HER-2/neu immunoreactivity (3+/2+) was detected in 26 of 115 cancers (23%). Five tumors (4%) showed strong HER2/neu immunoreactivity (3+); one case showed moderate complete membrane staining in the majority of neoplastic cells and displayed strong basolateral incomplete immunoreactivity in >10% neoplastic cells, and therefore, it was classified as 3+. Twenty-one cases (18%) were moderately immunoreactive (2+); four of these cases were scored as 2+ because of the presence of >10% neoplastic cells with moderate incomplete basolateral membrane immunostaining. Eighty-nine cases (77%) were considered negative; 67 tumors were classified as score 0 (58%) and 22 cases as score 1+ (19%). Four of the five strongly immunoreactive (3+) tumors were adenocarcinomas. Examples are shown in Fig. 1.

Real Time RT-PCR.

Twenty specimens of nonneoplastic lung tissue were used as control to determine HER-2/neu mRNA basal levels. All samples expressed detectable levels of HER-2/neu mRNA with highest value at 1.42. Only tumors with mRNA values > 1.42 were considered as HER-2/neu overexpressers.
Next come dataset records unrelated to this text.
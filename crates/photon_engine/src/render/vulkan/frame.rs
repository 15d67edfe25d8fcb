//! Frame orchestration
//!
//! Per-frame-in-flight synchronization objects and dirty tracking. Each
//! frame slot walks Idle → Acquiring → Recording → Submitted → Presented;
//! the slot fence bounds CPU-ahead-of-GPU skew to the frames-in-flight
//! count, and the `PassState` flags decide which conditional passes must
//! re-record. A flag goes `Clean` immediately after its pass is recorded;
//! safety against reuse comes from the fence, not the flag.

use ash::vk;

use crate::render::vulkan::context::{VulkanContext, VulkanError, VulkanResult};
use crate::render::vulkan::resources::{Invalidate, Resources};
use crate::render::vulkan::scene::FramePushConstants;
use crate::render::vulkan::sync::{Fence, Semaphore};
use crate::render::vulkan::systems::RenderSystems;
use crate::render::{ConsoleOverlay, FrameProfiler};

/// The three conditionally recorded passes
#[derive(Debug, Clone, Copy, PartialEq, Eq)]
pub enum PassKind {
    /// Shadow-map depth pass
    ShadowMapping,
    /// Forward rasterization pass
    Rasterization,
    /// Path-tracing accumulation pass
    PathTracing,
}

/// Recording state of one pass in one frame slot
#[derive(Debug, Clone, Copy, PartialEq, Eq)]
pub enum PassState {
    /// The slot's recording of this pass is up to date
    Clean,
    /// The pass must be re-recorded before the next present
    Dirty,
}

/// Dirty flags for one frame slot
#[derive(Debug, Clone, Copy, PartialEq, Eq)]
pub struct FrameStatus {
    shadow_mapping: PassState,
    rasterization: PassState,
    path_tracing: PassState,
}

impl FrameStatus {
    /// All passes dirty; the state of a fresh slot
    pub const fn all_dirty() -> Self {
        Self {
            shadow_mapping: PassState::Dirty,
            rasterization: PassState::Dirty,
            path_tracing: PassState::Dirty,
        }
    }

    /// Whether a pass must re-record
    pub fn is_dirty(&self, pass: PassKind) -> bool {
        self.state(pass) == PassState::Dirty
    }

    /// The state of one pass
    pub fn state(&self, pass: PassKind) -> PassState {
        match pass {
            PassKind::ShadowMapping => self.shadow_mapping,
            PassKind::Rasterization => self.rasterization,
            PassKind::PathTracing => self.path_tracing,
        }
    }

    /// Mark one pass clean, immediately after recording it
    pub fn set_clean(&mut self, pass: PassKind) {
        *self.state_mut(pass) = PassState::Clean;
    }

    /// Re-arm every pass
    pub fn mark_all_dirty(&mut self) {
        *self = Self::all_dirty();
    }

    /// Re-arm the passes an update invalidated
    pub fn apply(&mut self, invalidate: Invalidate) {
        if invalidate.contains(Invalidate::SHADOW_MAPPING) {
            self.shadow_mapping = PassState::Dirty;
        }
        if invalidate.contains(Invalidate::RASTERIZATION) {
            self.rasterization = PassState::Dirty;
        }
        if invalidate.contains(Invalidate::PATH_TRACING) {
            self.path_tracing = PassState::Dirty;
        }
    }

    fn state_mut(&mut self, pass: PassKind) -> &mut PassState {
        match pass {
            PassKind::ShadowMapping => &mut self.shadow_mapping,
            PassKind::Rasterization => &mut self.rasterization,
            PassKind::PathTracing => &mut self.path_tracing,
        }
    }
}

impl Default for FrameStatus {
    fn default() -> Self {
        Self::all_dirty()
    }
}

/// Lifecycle phase of a frame slot
#[derive(Debug, Clone, Copy, PartialEq, Eq)]
enum SlotPhase {
    Idle,
    Acquiring,
    Recording,
    Submitted,
    Presented,
}

/// One reusable set of per-frame synchronization objects and scratch state
struct FrameSlot {
    fence: Fence,
    image_acquired: Semaphore,
    // One completion semaphore per render system; the output one gates
    // presentation, since all four passes share a command buffer
    _shadow_complete: Semaphore,
    _rasterization_complete: Semaphore,
    _path_tracing_complete: Semaphore,
    output_complete: Semaphore,
    push: FramePushConstants,
    status: FrameStatus,
    phase: SlotPhase,
    timestamps_valid: bool,
    // False between a fence reset and a successful submit; waiting on the
    // fence then would never return
    fence_armed: bool,
}

impl FrameSlot {
    fn new(device: ash::Device) -> VulkanResult<Self> {
        Ok(Self {
            fence: Fence::new(device.clone(), true)?,
            image_acquired: Semaphore::new(device.clone())?,
            _shadow_complete: Semaphore::new(device.clone())?,
            _rasterization_complete: Semaphore::new(device.clone())?,
            _path_tracing_complete: Semaphore::new(device.clone())?,
            output_complete: Semaphore::new(device)?,
            push: FramePushConstants::default(),
            status: FrameStatus::all_dirty(),
            phase: SlotPhase::Idle,
            timestamps_valid: false,
            fence_armed: true,
        })
    }
}

/// Index of the slot after this one
const fn next_frame(current: usize, frames_in_flight: usize) -> usize {
    (current + 1) % frames_in_flight
}

/// Drives acquire → conditional record → submit → present across the frame
/// slots
pub struct FrameOrchestrator {
    slots: Vec<FrameSlot>,
    current_frame: usize,
    sample_index: u32,
    start_time: std::time::Instant,
    profiler: Box<dyn FrameProfiler>,
}

impl FrameOrchestrator {
    /// Create one slot per frame in flight
    pub fn new(context: &VulkanContext, profiler: Box<dyn FrameProfiler>) -> VulkanResult<Self> {
        let slots = (0..context.frames_in_flight())
            .map(|_| FrameSlot::new(context.raw_device()))
            .collect::<VulkanResult<Vec<_>>>()?;

        Ok(Self {
            slots,
            current_frame: 0,
            sample_index: 0,
            start_time: std::time::Instant::now(),
            profiler,
        })
    }

    /// Wait on this slot's fence, report the slot's last GPU frame time,
    /// and acquire the next presentable image. Any acquire failure is
    /// fatal.
    pub fn frame_prepare(&mut self, context: &VulkanContext) -> VulkanResult<u32> {
        let slot = &mut self.slots[self.current_frame];
        if slot.fence_armed {
            slot.fence.wait()?;
        }

        if slot.timestamps_valid {
            let unit = context.command_units().unit_for_frame(self.current_frame);
            if let Some(millis) = unit.read_frame_time_ms(self.current_frame, context.timestamp_period())? {
                self.profiler.record_gpu_frame_time(millis);
            }
        }

        slot.phase = SlotPhase::Acquiring;
        let (image_index, _suboptimal) = unsafe {
            context
                .swapchain_loader()
                .acquire_next_image(
                    context.swapchain().handle(),
                    u64::MAX,
                    slot.image_acquired.handle(),
                    vk::Fence::null(),
                )
                .map_err(VulkanError::Api)?
        };

        slot.phase = SlotPhase::Recording;
        Ok(image_index)
    }

    /// Record this frame's command buffer (conditional passes only when
    /// dirty, output always) and submit it.
    pub fn frame_run(
        &mut self,
        context: &VulkanContext,
        resources: &Resources,
        systems: &RenderSystems,
        console: &mut dyn ConsoleOverlay,
        image_index: u32,
    ) -> VulkanResult<()> {
        let frame = self.current_frame;
        let image = image_index as usize;
        debug_assert_eq!(self.slots[frame].phase, SlotPhase::Recording);

        let push = FramePushConstants {
            sample_index: self.sample_index,
            frame_index: frame as u32,
            time_seconds: self.start_time.elapsed().as_secs_f32(),
            vertex_count: resources.vertex_count() as u32,
        };
        self.slots[frame].push = push;

        let unit = context.command_units().unit_for_frame(frame);
        let command_buffer = unit.command_buffer(frame);
        let device = &context.device().device;

        let begin_info = vk::CommandBufferBeginInfo::builder()
            .flags(vk::CommandBufferUsageFlags::ONE_TIME_SUBMIT);
        unsafe {
            device
                .begin_command_buffer(command_buffer, &begin_info)
                .map_err(VulkanError::Api)?;
        }

        unit.cmd_reset_slot_timestamps(command_buffer, frame);
        unit.cmd_write_start_timestamp(command_buffer, frame);

        if self.slots[frame].status.is_dirty(PassKind::ShadowMapping) {
            systems
                .shadow_mapping
                .record(context, command_buffer, resources, image, frame, &push);
            self.slots[frame].status.set_clean(PassKind::ShadowMapping);
        }
        if self.slots[frame].status.is_dirty(PassKind::PathTracing) {
            systems
                .path_tracing
                .record(context, command_buffer, resources, image, frame, &push);
            self.slots[frame].status.set_clean(PassKind::PathTracing);
            // Each recorded path-tracing pass contributes one more
            // accumulation sample
            self.sample_index = self.sample_index.wrapping_add(1);
        }
        if self.slots[frame].status.is_dirty(PassKind::Rasterization) {
            systems
                .rasterization
                .record(context, command_buffer, resources, image, frame, &push);
            self.slots[frame].status.set_clean(PassKind::Rasterization);
        }

        systems
            .output
            .record(context, command_buffer, resources, image, frame, &push, console);

        unit.cmd_write_end_timestamp(command_buffer, frame);

        unsafe {
            device
                .end_command_buffer(command_buffer)
                .map_err(VulkanError::Api)?;
        }

        let slot = &mut self.slots[frame];
        slot.fence.reset()?;
        slot.fence_armed = false;

        let wait_semaphores = [slot.image_acquired.handle()];
        let wait_stages = [vk::PipelineStageFlags::COLOR_ATTACHMENT_OUTPUT];
        let command_buffers = [command_buffer];
        let signal_semaphores = [slot.output_complete.handle()];
        let submit_info = vk::SubmitInfo::builder()
            .wait_semaphores(&wait_semaphores)
            .wait_dst_stage_mask(&wait_stages)
            .command_buffers(&command_buffers)
            .signal_semaphores(&signal_semaphores);

        let submit_result = unsafe {
            device.queue_submit(unit.queue(), &[submit_info.build()], slot.fence.handle())
        };
        if let Err(e) = submit_result {
            // Re-arm so the abandoned work is retried next frame
            slot.status.mark_all_dirty();
            return Err(VulkanError::Api(e));
        }

        slot.fence_armed = true;
        slot.timestamps_valid = true;
        slot.phase = SlotPhase::Submitted;
        Ok(())
    }

    /// Present the acquired image and advance to the next frame slot
    pub fn frame_present(&mut self, context: &VulkanContext, image_index: u32) -> VulkanResult<()> {
        let slot = &mut self.slots[self.current_frame];
        debug_assert_eq!(slot.phase, SlotPhase::Submitted);

        let wait_semaphores = [slot.output_complete.handle()];
        let swapchains = [context.swapchain().handle()];
        let image_indices = [image_index];
        let present_info = vk::PresentInfoKHR::builder()
            .wait_semaphores(&wait_semaphores)
            .swapchains(&swapchains)
            .image_indices(&image_indices);

        let unit = context.command_units().unit_for_frame(self.current_frame);
        let result = unsafe {
            context
                .swapchain_loader()
                .queue_present(unit.queue(), &present_info)
        };

        slot.phase = SlotPhase::Presented;
        let outcome = match result {
            Ok(_) => Ok(()),
            Err(e) => {
                slot.status.mark_all_dirty();
                Err(VulkanError::Api(e))
            }
        };

        slot.phase = SlotPhase::Idle;
        self.current_frame = next_frame(self.current_frame, self.slots.len());
        outcome
    }

    /// Re-arm the passes an update invalidated, for every frame slot
    pub fn apply_invalidation(&mut self, invalidate: Invalidate) {
        for slot in &mut self.slots {
            slot.status.apply(invalidate);
        }
    }

    /// Re-arm all passes for every frame slot
    pub fn mark_all_dirty(&mut self) {
        self.apply_invalidation(Invalidate::all());
    }

    /// Reset the path-tracing accumulation counter (camera moved)
    pub fn reset_accumulation(&mut self) {
        self.sample_index = 0;
    }

    /// Current accumulation sample index
    pub fn sample_index(&self) -> u32 {
        self.sample_index
    }

    /// Current frame slot index
    pub fn current_frame(&self) -> usize {
        self.current_frame
    }

    /// Number of frame slots
    pub fn frames_in_flight(&self) -> usize {
        self.slots.len()
    }

    /// Dirty flags of one frame slot
    pub fn frame_status(&self, frame_slot: usize) -> FrameStatus {
        self.slots[frame_slot].status
    }

    /// Push-constant scratch last recorded for one frame slot
    pub fn frame_push_constants(&self, frame_slot: usize) -> FramePushConstants {
        self.slots[frame_slot].push
    }
}

#[cfg(test)]
mod tests {
    use super::*;

    #[test]
    fn fresh_status_has_every_pass_dirty() {
        let status = FrameStatus::all_dirty();
        assert!(status.is_dirty(PassKind::ShadowMapping));
        assert!(status.is_dirty(PassKind::Rasterization));
        assert!(status.is_dirty(PassKind::PathTracing));
    }

    #[test]
    fn flags_converge_after_one_recording() {
        let mut status = FrameStatus::all_dirty();

        // One recording cycle cleans each pass exactly once
        for pass in [PassKind::ShadowMapping, PassKind::PathTracing, PassKind::Rasterization] {
            assert!(status.is_dirty(pass));
            status.set_clean(pass);
        }

        // With no further updates, nothing re-records
        for pass in [PassKind::ShadowMapping, PassKind::PathTracing, PassKind::Rasterization] {
            assert!(!status.is_dirty(pass));
        }
    }

    #[test]
    fn update_re_arms_only_invalidated_passes() {
        let mut status = FrameStatus::all_dirty();
        status.set_clean(PassKind::ShadowMapping);
        status.set_clean(PassKind::Rasterization);
        status.set_clean(PassKind::PathTracing);

        status.apply(Invalidate::RASTERIZATION);
        assert!(!status.is_dirty(PassKind::ShadowMapping));
        assert!(status.is_dirty(PassKind::Rasterization));
        assert!(!status.is_dirty(PassKind::PathTracing));

        status.apply(Invalidate::all());
        assert!(status.is_dirty(PassKind::ShadowMapping));
        assert!(status.is_dirty(PassKind::PathTracing));
    }

    #[test]
    fn frame_index_wraps_at_frames_in_flight() {
        assert_eq!(next_frame(0, 3), 1);
        assert_eq!(next_frame(1, 3), 2);
        assert_eq!(next_frame(2, 3), 0);
        assert_eq!(next_frame(0, 1), 0);
    }
}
Compared with nonneoplastic tissue levels, HER-2/neu mRNA overexpression was detected in 54 of the 115 tumors (47%) under study.

Sixty-one cases (53%) showed HER-2/neu mRNA levels within the range of nonneoplastic lung specimens. HER-2/neu mRNA levels are shown in Table 2.

Dual Color FISH.

HER-2/neu gene alterations were found in 9 of the 41 tumors (22%) investigated. Specifically, one carcinoma (2%) displayed polysomy, 5 cases (12%) showed low-level gene amplification, and 3 tumors (7%) had high-level gene amplification. Four of five low amplified cases showed heterogeneity because only a subset of nuclei had a ratio of fluorescent signals >2. All of the other tumors displayed homogeneous results. Fig. 2 depicts two samples showing single copy and high-level gene amplification of HER-2/neu gene, respectively.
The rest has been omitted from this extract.